¿Se estaba tomando el tónico que ella misma le preparó, y aun así tenía el descaro de alabar a Alba?
*¡Al diablo!*
Sin embargo, Valeria no dejó que ninguna de sus emociones se asomara a su rostro.
Al ver que la abuela se terminaba el tazón entero, Valeria respiró aliviada.
Solo ella sabía que ese tónico tenía un "ingrediente extra".
*Tómatelo todo. Así podrás irte a la tumba mucho más rápido.*
Que no la culparan por querer mandar a esta vieja al otro barrio.
Mientras ella estuviera muerta, nadie podría impedir que su verdadera madre entrara a la familia Moreno.
Y entonces, encontraría el momento perfecto para revelar que ella era la verdadera hija de la familia.
Pensando en esto, una ligera sonrisa se dibujó en sus labios, pero enseguida volvió a poner cara de niña buena.
—Abuela, tiene que tener cuidado con esas medicinas que le da Alba —dijo, fingiendo preocupación—. Tomar cosas sin receta puede ser muy peligroso.

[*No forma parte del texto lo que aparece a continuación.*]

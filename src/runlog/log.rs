//! Run statistics log.
//!
//! Counts what a segmentation run read, skipped and wrote, so a finished or
//! interrupted run can be audited from the output directory alone.

use chrono::{DateTime, Utc};
use serde::{Deserialize, Serialize};
use std::path::PathBuf;
use std::sync::atomic::{AtomicU64, Ordering};
use std::sync::Arc;
use uuid::Uuid;

/// File name of the persisted log inside the output directory.
pub const RUN_LOG_FILE_NAME: &str = "run_log.json";

/// Statistics for the current run.
#[derive(Debug)]
pub struct RunLog {
    /// Unique identifier of this run
    run_id: Uuid,
    /// Sensor files opened
    files_read: AtomicU64,
    /// Sensor reads that produced no rows (missing, corrupt or empty files)
    empty_series: AtomicU64,
    /// Recording folders segmented
    folders_processed: AtomicU64,
    /// Recording folders skipped because of their tag file
    folders_skipped: AtomicU64,
    /// Segments extracted across all modalities
    segments_extracted: AtomicU64,
    /// Participants fully processed and saved
    participants_completed: AtomicU64,
    /// Per-modality collections written to disk
    collections_exported: AtomicU64,
    /// Collections that failed to write
    export_failures: AtomicU64,
    /// Run start time
    run_start: DateTime<Utc>,
    /// Path for persisting stats
    persist_path: Option<PathBuf>,
}

impl RunLog {
    /// Create a new run log.
    pub fn new() -> Self {
        Self {
            run_id: Uuid::new_v4(),
            files_read: AtomicU64::new(0),
            empty_series: AtomicU64::new(0),
            folders_processed: AtomicU64::new(0),
            folders_skipped: AtomicU64::new(0),
            segments_extracted: AtomicU64::new(0),
            participants_completed: AtomicU64::new(0),
            collections_exported: AtomicU64::new(0),
            export_failures: AtomicU64::new(0),
            run_start: Utc::now(),
            persist_path: None,
        }
    }

    /// Create a run log that is saved to `path`.
    pub fn with_persistence(path: PathBuf) -> Self {
        let mut log = Self::new();
        log.persist_path = Some(path);
        log
    }

    pub fn run_id(&self) -> Uuid {
        self.run_id
    }

    /// Record a sensor file read and whether it produced rows.
    pub fn record_file_read(&self, empty: bool) {
        self.files_read.fetch_add(1, Ordering::Relaxed);
        if empty {
            self.empty_series.fetch_add(1, Ordering::Relaxed);
        }
    }

    pub fn record_folder_processed(&self) {
        self.folders_processed.fetch_add(1, Ordering::Relaxed);
    }

    pub fn record_folder_skipped(&self) {
        self.folders_skipped.fetch_add(1, Ordering::Relaxed);
    }

    /// Record extracted segments.
    pub fn record_segments(&self, count: u64) {
        self.segments_extracted.fetch_add(count, Ordering::Relaxed);
    }

    pub fn record_participant_completed(&self) {
        self.participants_completed.fetch_add(1, Ordering::Relaxed);
    }

    pub fn record_collection_exported(&self) {
        self.collections_exported.fetch_add(1, Ordering::Relaxed);
    }

    pub fn record_export_failure(&self) {
        self.export_failures.fetch_add(1, Ordering::Relaxed);
    }

    /// Get the current statistics.
    pub fn stats(&self) -> RunStats {
        RunStats {
            run_id: self.run_id,
            files_read: self.files_read.load(Ordering::Relaxed),
            empty_series: self.empty_series.load(Ordering::Relaxed),
            folders_processed: self.folders_processed.load(Ordering::Relaxed),
            folders_skipped: self.folders_skipped.load(Ordering::Relaxed),
            segments_extracted: self.segments_extracted.load(Ordering::Relaxed),
            participants_completed: self.participants_completed.load(Ordering::Relaxed),
            collections_exported: self.collections_exported.load(Ordering::Relaxed),
            export_failures: self.export_failures.load(Ordering::Relaxed),
            run_start: self.run_start,
            run_duration_secs: (Utc::now() - self.run_start).num_seconds().max(0) as u64,
        }
    }

    /// Get a summary string for display.
    pub fn summary(&self) -> String {
        let stats = self.stats();
        format!(
            "Run Statistics ({}):\n\
             - Participants completed: {}\n\
             - Folders processed: {}\n\
             - Folders skipped: {}\n\
             - Sensor files read: {} ({} empty or unreadable)\n\
             - Segments extracted: {}\n\
             - Collections exported: {} ({} failed)\n\
             - Run duration: {} seconds",
            stats.run_id,
            stats.participants_completed,
            stats.folders_processed,
            stats.folders_skipped,
            stats.files_read,
            stats.empty_series,
            stats.segments_extracted,
            stats.collections_exported,
            stats.export_failures,
            stats.run_duration_secs
        )
    }

    /// Save stats to disk.
    pub fn save(&self) -> Result<(), std::io::Error> {
        if let Some(ref path) = self.persist_path {
            // Ensure parent directory exists
            if let Some(parent) = path.parent() {
                std::fs::create_dir_all(parent)?;
            }

            let persisted = PersistedStats {
                stats: self.stats(),
                finished_at: Utc::now(),
            };

            let json = serde_json::to_string_pretty(&persisted).map_err(std::io::Error::other)?;

            std::fs::write(path, json)?;
        }
        Ok(())
    }
}

impl Default for RunLog {
    fn default() -> Self {
        Self::new()
    }
}

/// Snapshot of run statistics.
#[derive(Debug, Clone, Serialize, Deserialize)]
pub struct RunStats {
    pub run_id: Uuid,
    pub files_read: u64,
    pub empty_series: u64,
    pub folders_processed: u64,
    pub folders_skipped: u64,
    pub segments_extracted: u64,
    pub participants_completed: u64,
    pub collections_exported: u64,
    pub export_failures: u64,
    pub run_start: DateTime<Utc>,
    pub run_duration_secs: u64,
}

/// Stats format for persistence.
#[derive(Debug, Serialize, Deserialize)]
struct PersistedStats {
    #[serde(flatten)]
    stats: RunStats,
    finished_at: DateTime<Utc>,
}

/// Shared run log.
pub type SharedRunLog = Arc<RunLog>;

/// Create a new shared run log.
pub fn create_shared_log() -> SharedRunLog {
    Arc::new(RunLog::new())
}

/// Create a new shared run log saved to `path`.
pub fn create_shared_log_with_persistence(path: PathBuf) -> SharedRunLog {
    Arc::new(RunLog::with_persistence(path))
}
//! Sensor file parsing.
//!
//! Row 0 holds the start time (epoch seconds), row 1 the sampling rate in Hz,
//! every following row one sample. Multi-axis files repeat the header value
//! in each column; only the first column is read.

use crate::reader::types::{Modality, SensorSeries};
use csv::{ReaderBuilder, StringRecord, Trim};
use std::path::Path;

/// Failure to parse a sensor file.
#[derive(Debug)]
pub enum ReadError {
    Io(String),
    /// Header row (0 = start time, 1 = sampling rate) missing
    MissingHeader { row: usize },
    InvalidNumber { line: usize, value: String },
    InvalidRate(f64),
    ShortRow {
        line: usize,
        expected: usize,
        found: usize,
    },
}

impl std::fmt::Display for ReadError {
    fn fmt(&self, f: &mut std::fmt::Formatter<'_>) -> std::fmt::Result {
        match self {
            ReadError::Io(e) => write!(f, "IO error: {e}"),
            ReadError::MissingHeader { row } => write!(f, "missing header row {row}"),
            ReadError::InvalidNumber { line, value } => {
                write!(f, "invalid number {value:?} on line {line}")
            }
            ReadError::InvalidRate(rate) => write!(f, "invalid sampling rate {rate}"),
            ReadError::ShortRow {
                line,
                expected,
                found,
            } => write!(f, "line {line} has {found} columns, expected {expected}"),
        }
    }
}

impl std::error::Error for ReadError {}

/// Parse a sensor file, failing on any malformed content.
pub fn try_read(path: impl AsRef<Path>, modality: Modality) -> Result<SensorSeries, ReadError> {
    let path = path.as_ref();
    let mut reader = ReaderBuilder::new()
        .has_headers(false)
        .flexible(true)
        .trim(Trim::All)
        .from_path(path)
        .map_err(|e| ReadError::Io(e.to_string()))?;

    let width = modality.sample_width();
    let mut start_time = None;
    let mut sampling_rate = None;
    let mut samples = Vec::new();

    for (row, result) in reader.records().enumerate() {
        let record = result.map_err(|e| ReadError::Io(e.to_string()))?;
        let line = row + 1;
        match row {
            0 => start_time = Some(parse_field(&record, 0, line)?),
            1 => sampling_rate = Some(parse_field(&record, 0, line)?),
            _ => {
                if record.len() < width {
                    return Err(ReadError::ShortRow {
                        line,
                        expected: width,
                        found: record.len(),
                    });
                }
                for column in 0..width {
                    samples.push(parse_field(&record, column, line)?);
                }
            }
        }
    }

    let start_time = start_time.ok_or(ReadError::MissingHeader { row: 0 })?;
    let sampling_rate = sampling_rate.ok_or(ReadError::MissingHeader { row: 1 })?;

    SensorSeries::new(modality, start_time, sampling_rate, samples)
        .ok_or(ReadError::InvalidRate(sampling_rate))
}

/// Parse a sensor file, substituting an empty series on failure.
///
/// A corrupt file only removes that modality from its folder; the warning is
/// the sole trace of the failure.
pub fn read(path: impl AsRef<Path>, modality: Modality) -> SensorSeries {
    let path = path.as_ref();
    match try_read(path, modality) {
        Ok(series) => {
            tracing::debug!(
                "Read {} rows of {} at {} Hz from {:?}",
                series.len(),
                modality,
                series.sampling_rate,
                path
            );
            series
        }
        Err(e) => {
            tracing::warn!("Error reading the file {:?}: {}", path, e);
            SensorSeries::empty(modality)
        }
    }
}

fn parse_field(record: &StringRecord, column: usize, line: usize) -> Result<f64, ReadError> {
    let raw = record.get(column).unwrap_or("");
    raw.parse::<f64>().map_err(|_| ReadError::InvalidNumber {
        line,
        value: raw.to_string(),
    })
}
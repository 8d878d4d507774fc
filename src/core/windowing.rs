//! Fixed-length windowing of tag-free recordings.
//!
//! A payload is cut into windows of `window_length_seconds * rate` rows,
//! advancing by `window_length_seconds * (1 - overlap) * rate` rows. A tail
//! shorter than one window is dropped, never padded.

use crate::reader::types::{Modality, Segment, SegmentOrigin};
use serde::{Deserialize, Serialize};

/// Segment and window sizing for one extraction run.
#[derive(Debug, Clone, Copy, PartialEq, Serialize, Deserialize)]
#[serde(default)]
pub struct WindowParameters {
    /// Full length of a tag-centered segment; half of it is the guard band
    pub segment_length_seconds: f64,
    /// Length of a fixed window
    pub window_length_seconds: f64,
    /// Fraction of a window shared with the next one, in `[0, 1)`
    pub overlap_fraction: f64,
}

impl Default for WindowParameters {
    fn default() -> Self {
        Self {
            segment_length_seconds: 40.0 * 60.0, // 20 minutes either side of an event
            window_length_seconds: 60.0,
            overlap_fraction: 0.5,
        }
    }
}

impl WindowParameters {
    /// Check that every length is positive and the overlap leaves a step.
    pub fn validate(&self) -> Result<(), WindowError> {
        if !(self.segment_length_seconds.is_finite() && self.segment_length_seconds > 0.0) {
            return Err(WindowError::InvalidLength(self.segment_length_seconds));
        }
        if !(self.window_length_seconds.is_finite() && self.window_length_seconds > 0.0) {
            return Err(WindowError::InvalidLength(self.window_length_seconds));
        }
        if !(0.0..1.0).contains(&self.overlap_fraction) {
            return Err(WindowError::InvalidOverlap(self.overlap_fraction));
        }
        Ok(())
    }
}

/// Window sizing errors.
#[derive(Debug, PartialEq)]
pub enum WindowError {
    InvalidLength(f64),
    InvalidOverlap(f64),
    /// Window or step rounds to zero rows at the given rate
    DegenerateWindow { rate: f64 },
}

impl std::fmt::Display for WindowError {
    fn fmt(&self, f: &mut std::fmt::Formatter<'_>) -> std::fmt::Result {
        match self {
            WindowError::InvalidLength(len) => write!(f, "invalid length: {len} seconds"),
            WindowError::InvalidOverlap(o) => write!(f, "overlap {o} outside [0, 1)"),
            WindowError::DegenerateWindow { rate } => {
                write!(f, "window or step is shorter than one sample at {rate} Hz")
            }
        }
    }
}

impl std::error::Error for WindowError {}

/// Cuts payloads into fixed-length overlapping windows.
#[derive(Debug, Clone, Copy)]
pub struct FixedWindowSegmenter {
    window_length_seconds: f64,
    overlap_fraction: f64,
}

impl FixedWindowSegmenter {
    /// Create a segmenter for the given window length and overlap.
    pub fn new(window_length_seconds: f64, overlap_fraction: f64) -> Result<Self, WindowError> {
        if !(window_length_seconds.is_finite() && window_length_seconds > 0.0) {
            return Err(WindowError::InvalidLength(window_length_seconds));
        }
        if !(0.0..1.0).contains(&overlap_fraction) {
            return Err(WindowError::InvalidOverlap(overlap_fraction));
        }
        Ok(Self {
            window_length_seconds,
            overlap_fraction,
        })
    }

    /// Create a segmenter from validated run parameters.
    pub fn from_parameters(params: &WindowParameters) -> Result<Self, WindowError> {
        Self::new(params.window_length_seconds, params.overlap_fraction)
    }

    /// Window and step in rows at `sample_rate`.
    pub fn window_and_step(&self, sample_rate: f64) -> Result<(usize, usize), WindowError> {
        let window = (self.window_length_seconds * sample_rate).floor();
        let step =
            (self.window_length_seconds * (1.0 - self.overlap_fraction) * sample_rate).floor();
        if !(window >= 1.0 && step >= 1.0) {
            return Err(WindowError::DegenerateWindow { rate: sample_rate });
        }
        Ok((window as usize, step as usize))
    }

    /// Window a row-major payload of `width` values per row.
    pub fn segment(
        &self,
        modality: Modality,
        values: &[f64],
        width: usize,
        sample_rate: f64,
    ) -> Result<Vec<Segment>, WindowError> {
        let (window, step) = self.window_and_step(sample_rate)?;
        let rows = if width == 0 { 0 } else { values.len() / width };

        let segments = (0..)
            .map(|i| i * step)
            .take_while(|&start| start + window <= rows)
            .enumerate()
            .map(|(index, start)| Segment {
                modality,
                origin: SegmentOrigin::Window { index },
                start_index: start,
                width,
                values: values[start * width..(start + window) * width].to_vec(),
            })
            .collect();

        Ok(segments)
    }

    /// Window every segment of a collection and concatenate the results.
    ///
    /// Window indices keep counting across the collection; start indices stay
    /// relative to each source segment's series.
    pub fn segment_collection(
        &self,
        segments: &[Segment],
        sample_rate: f64,
    ) -> Result<Vec<Segment>, WindowError> {
        let mut windows = Vec::new();
        for source in segments {
            let source_windows =
                self.segment(source.modality, &source.values, source.width, sample_rate)?;
            for mut window in source_windows {
                window.start_index += source.start_index;
                window.origin = SegmentOrigin::Window {
                    index: windows.len(),
                };
                windows.push(window);
            }
        }
        Ok(windows)
    }
}
//! Core segment-extraction engine.
//!
//! This module contains:
//! - Timestamp to sample-index alignment
//! - Tag-centered and inter-tag segmentation
//! - Fixed-length overlapping windowing
//! - Signal conditioning for electrodermal segments

pub mod alignment;
pub mod conditioning;
pub mod extract;
pub mod segments;
pub mod windowing;

// Re-export commonly used types
pub use alignment::{half_window_samples, index_for};
pub use conditioning::{
    ButterworthLowPass, ConditioningConfig, ConditioningError, ConditioningPipeline, Normalizer,
    SignalConditioner,
};
pub use extract::{Extractor, SegmentationMode};
pub use segments::{extract_around_tags, extract_between_tags, BoundaryConvention};
pub use windowing::{FixedWindowSegmenter, WindowError, WindowParameters};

—Tranquila, estoy bien. Al contrario, desde que me las tomo, me siento con mucha más energía.
La abuela pensaba que, por más rara que fuera Alba, sería incapaz de hacerle daño.
Ella conocía su propio cuerpo mejor que nadie y de verdad se sentía mucho más fuerte.
Valeria quiso añadir algo más para sembrar dudas sobre Alba, pero decidió callar.
*Ya verán. El verdadero espectáculo está por comenzar.*
Lo ideal sería usar las manos de esa perra de Alba para liquidar a la vieja. Así ella se ahorraría el trabajo sucio.
De hecho, también tenía ganas de deshacerse de Sara, la señora de la casa, para despejarle el camino a su madre biológica.
Pero Sara la había tratado mejor que a su propia hija todos estos años, y tenía a sus hermanos comiendo de la palma de su mano, así que por ahora no le convenía tocarla.
Ya habría tiempo para eso.
¡Una por una! ¡Sin prisas!
—¿Mmm? ¿Ya regresaste al país? —Alba arqueó una ceja, sorprendida.
—¡Jajaja! Eres increíble, no se te escapa nada.
Fernanda, que se había ido al extranjero a estudiar y, de paso, a curar su corazón roto, finalmente había decidido volver.
*Regresó en el momento perfecto*, pensó Alba, esbozando una sonrisa.
—¿Esta vez te quedas de forma definitiva?
—¡Claro que sí! Vengo a comerme el mundo aquí. ¡Y le voy a demostrar a ese idiota de tu hermano Isaac que sin él brillo diez veces más!
Desde el otro lado de la línea, se notaba que venía con toda la actitud para arrasar.
—Me parece perfecto. Vamos por unos tragos y nos ponemos al día —propuso Alba.
Esto era literalmente anillo al dedo.
Y qué mejor que hacerlo junto a su mejor amiga y la persona en quien más confiaba.